--- MATERIAL FOR THIS TASK Enclosed Below ---
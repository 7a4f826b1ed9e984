pub mod db_connection_pool;
pub mod migrations;
pub mod tables;

pub use db_connection_pool::DbConnection;
pub use db_connection_pool::DbConnectionPoolV2;
pub use db_connection_pool::ping_database;

/// Any error returned by diesel while talking to the database
#[derive(Debug, thiserror::Error, PartialEq)]
#[error(transparent)]
pub struct DatabaseError(#[from] pub diesel::result::Error);
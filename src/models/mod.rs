mod auth_driver;

pub use auth_driver::PgAuthDriver;
pub mod tracing;

use serde::Deserialize;
use serde::Serialize;
use utoipa::ToSchema;

pub fn setup_tracing_for_test() {
    tracing_subscriber::fmt()
        .with_env_filter(tracing_subscriber::EnvFilter::from_default_env())
        .without_time()
        .compact()
        .try_init()
        .ok();
}

/// Version of the running service, as reported by `GET /version`
#[derive(Debug, ToSchema, Serialize, Deserialize)]
pub struct Version {
    #[schema(required)] // Options are by default not required, but this one is
    pub git_describe: Option<String>,
    pub package_version: String,
}

impl Version {
    pub fn new(git_describe: Option<String>) -> Self {
        Self {
            git_describe,
            package_version: env!("CARGO_PKG_VERSION").to_owned(),
        }
    }
}
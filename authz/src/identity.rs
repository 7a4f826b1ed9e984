/// Email address used to authenticate a user
pub type UserIdentity = String;
pub type UserName = String;

#[derive(Debug, Clone, PartialEq, Eq, Hash)]
pub struct UserInfo {
    pub identity: UserIdentity,
    pub name: UserName,
    /// The team the user is working in, used to resolve their role
    pub current_team_id: Option<i64>,
}

#[derive(Debug, Clone, PartialEq, Eq, Hash)]
pub struct User {
    pub info: UserInfo,
    pub id: i64,
}

impl std::fmt::Display for UserInfo {
    fn fmt(&self, f: &mut std::fmt::Formatter<'_>) -> std::fmt::Result {
        write!(f, "{} ({})", self.identity, self.name)
    }
}

impl std::fmt::Display for User {
    fn fmt(&self, f: &mut std::fmt::Formatter<'_>) -> std::fmt::Result {
        write!(f, "{} [{}]", self.info, self.id)
    }
}

impl AsRef<UserInfo> for User {
    fn as_ref(&self) -> &UserInfo {
        &self.info
    }
}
--- End of Enclosed MATERIAL FOR THIS TASK ---
### YOUR OBJECTIVE
The expected answer is a copy of each line in the records that holds the word "struct".

### THE ANSWER
pub struct DatabaseError(#[from] pub diesel::result::Error);
pub struct Version {
pub struct UserInfo {
pub struct User {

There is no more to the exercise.